In this study, we presented a pipeline that generates anatomical measures from monocular endoscopic images utilizing a depth estimation model, anatomical segmentation masks, and computational geometry. The diagonal length and surface area of the cystic duct and cystic artery were found to be significantly larger in cases where all CVS criteria are met; this lends support to the use of these anatomical metrics as objective grounds for assessing CVS achievement.
关于评估手术里程碑的主观标准的争论,例如在胆囊切除术中实现安全关键视野(CVS),仍然是手术数据科学领域的一个突出焦点和挑战。在本研究中,我们使用机器学习工具计算解剖学指标,并研究这些客观解剖学指标与实现CVS的主观标准之间的关系。
我们为胆囊切除术的内镜图像实现并校准了一个零样本单目深度估计模型。
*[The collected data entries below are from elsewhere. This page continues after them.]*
#[cfg(test)]
mod tests {
    use crate::search::{DuckDuckGoSearch, WebSearch, parse_results};
    use std::time::{Duration, Instant};
    use tokio::io::{AsyncReadExt, AsyncWriteExt};
    use tokio::net::TcpListener;

    const RESULTS_PAGE: &str = r##"<!DOCTYPE html>
<html><body>
<div class="results">
  <div class="result results_links result--ad">
    <h2 class="result__title"><a class="result__a" href="https://ads.example.com">Sponsored</a></h2>
    <a class="result__snippet">Buy now</a>
  </div>
  <div class="result results_links">
    <h2 class="result__title">
      <a class="result__a" href="//duckduckgo.com/l/?uddg=https%3A%2F%2Fen.wikipedia.org%2Fwiki%2FQuantum_computing&amp;rut=1">Quantum computing -
      Wikipedia</a>
    </h2>
    <a class="result__snippet" href="#">A quantum computer exploits <b>superposition</b>.</a>
  </div>
  <div class="result results_links">
    <h2 class="result__title"><a class="result__a" href="https://www.ibm.com/topics/quantum-computing">What is Quantum Computing? | IBM</a></h2>
    <a class="result__snippet">Quantum computing uses qubits.</a>
  </div>
  <div class="result results_links">
    <h2 class="result__title"><a class="result__a" href="https://www.ibm.com/topics/quantum-computing">Duplicate</a></h2>
  </div>
  <div class="result results_links">
    <h2 class="result__title"><a class="result__a" href="https://example.org/no-snippet">No snippet here</a></h2>
  </div>
</div>
</body></html>"##;

    #[test]
    fn test_parse_results_in_page_order() {
        let results = parse_results(RESULTS_PAGE, 10).unwrap();

        assert_eq!(results.len(), 3);
        assert_eq!(results[0].title, "Quantum computing - Wikipedia");
        assert_eq!(
            results[0].url,
            "https://en.wikipedia.org/wiki/Quantum_computing"
        );
        assert_eq!(
            results[0].snippet,
            "A quantum computer exploits superposition."
        );
        assert_eq!(results[1].title, "What is Quantum Computing? | IBM");
        assert_eq!(results[2].url, "https://example.org/no-snippet");
        assert!(results[2].snippet.is_empty());
    }

    #[test]
    fn test_parse_results_respects_max() {
        let results = parse_results(RESULTS_PAGE, 2).unwrap();
        assert_eq!(results.len(), 2);
        assert_eq!(results[1].title, "What is Quantum Computing? | IBM");
    }

    #[test]
    fn test_parse_results_empty_page() {
        let results = parse_results("<html><body>No results.</body></html>", 5).unwrap();
        assert!(results.is_empty());
    }

    async fn serve_once(response: &'static str) -> String {
        let listener = TcpListener::bind("127.0.0.1:0").await.unwrap();
        let addr = listener.local_addr().unwrap();
        tokio::spawn(async move {
            if let Ok((mut socket, _)) = listener.accept().await {
                let mut buf = [0u8; 4096];
                let _ = socket.read(&mut buf).await;
                let _ = socket.write_all(response.as_bytes()).await;
                let _ = socket.shutdown().await;
            }
        });
        format!("http://{}/html/", addr)
    }

    #[tokio::test]
    async fn test_search_against_local_endpoint() {
        let body_len = RESULTS_PAGE.len();
        let response: &'static str = Box::leak(
            format!(
                "HTTP/1.1 200 OK\r\nContent-Type: text/html\r\nContent-Length: {}\r\nConnection: close\r\n\r\n{}",
                body_len, RESULTS_PAGE
            )
            .into_boxed_str(),
        );
        let endpoint = serve_once(response).await;
        let search = DuckDuckGoSearch::with_endpoint(endpoint, Duration::from_secs(5));

        let results = search.search("quantum computing", 5).await;
        assert_eq!(results.len(), 3);
    }

    #[tokio::test]
    async fn test_search_error_status_returns_empty() {
        let endpoint = serve_once(
            "HTTP/1.1 503 Service Unavailable\r\nContent-Length: 0\r\nConnection: close\r\n\r\n",
        )
        .await;
        let search = DuckDuckGoSearch::with_endpoint(endpoint, Duration::from_secs(5));

        assert!(search.search("anything", 5).await.is_empty());
    }

    #[tokio::test]
    async fn test_search_timeout_returns_empty() {
        // 接受连接但从不响应
        let listener = TcpListener::bind("127.0.0.1:0").await.unwrap();
        let addr = listener.local_addr().unwrap();
        tokio::spawn(async move {
            let mut held = Vec::new();
            while let Ok((socket, _)) = listener.accept().await {
                held.push(socket);
            }
        });

        let search = DuckDuckGoSearch::with_endpoint(
            format!("http://{}/html/", addr),
            Duration::from_millis(200),
        );

        let started = Instant::now();
        let results = search.search("slow query", 5).await;
        assert!(results.is_empty());
        assert!(started.elapsed() < Duration::from_secs(5));
    }

    #[tokio::test]
    async fn test_search_unreachable_returns_empty() {
        let search =
            DuckDuckGoSearch::with_endpoint("http://127.0.0.1:1/html/", Duration::from_secs(2));
        assert!(search.search("anything", 5).await.is_empty());
    }

    #[tokio::test]
    async fn test_zero_max_results_skips_request() {
        let search =
            DuckDuckGoSearch::with_endpoint("http://127.0.0.1:1/html/", Duration::from_secs(2));
        assert!(search.search("anything", 0).await.is_empty());
        assert_eq!(search.name(), "DuckDuckGo");
    }
}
这些深度测量值与人类标注的与CVS相关的三个关键解剖结构的分割掩码相结合:胆囊管、胆囊动脉和胆囊。然后采用计算几何技术提取特定结构的深度分布,并计算两个解剖学指标:对角线长度和表面积。我们测试了按人类标注的CVS状态分组的这些逐例指标的显著差异。
根据CVS标准对2256帧(35例)进行了分级,其中343帧(17例)符合所有三项CVS标准,384帧(17例)未符合任何CVS标准。校准后的深度模型在度量测量中的绝对相对误差为0.063,平方相对误差为0.774。当所有CVS标准都满足时,胆囊管和胆囊动脉的对角线长度和表面积均显著更大。平均而言,当满足CVS标准时,胆囊管(胆囊动脉)长度长7.6毫米(13.6毫米)。
在本研究中,我们提出了一种流程,该流程利用深度估计模型、解剖分割掩码和计算几何从单目内镜图像生成解剖学测量值。发现在所有CVS标准都满足的情况下,胆囊管和胆囊动脉的对角线长度和表面积显著更大;这支持将这些解剖学指标用作评估CVS实现情况的客观依据。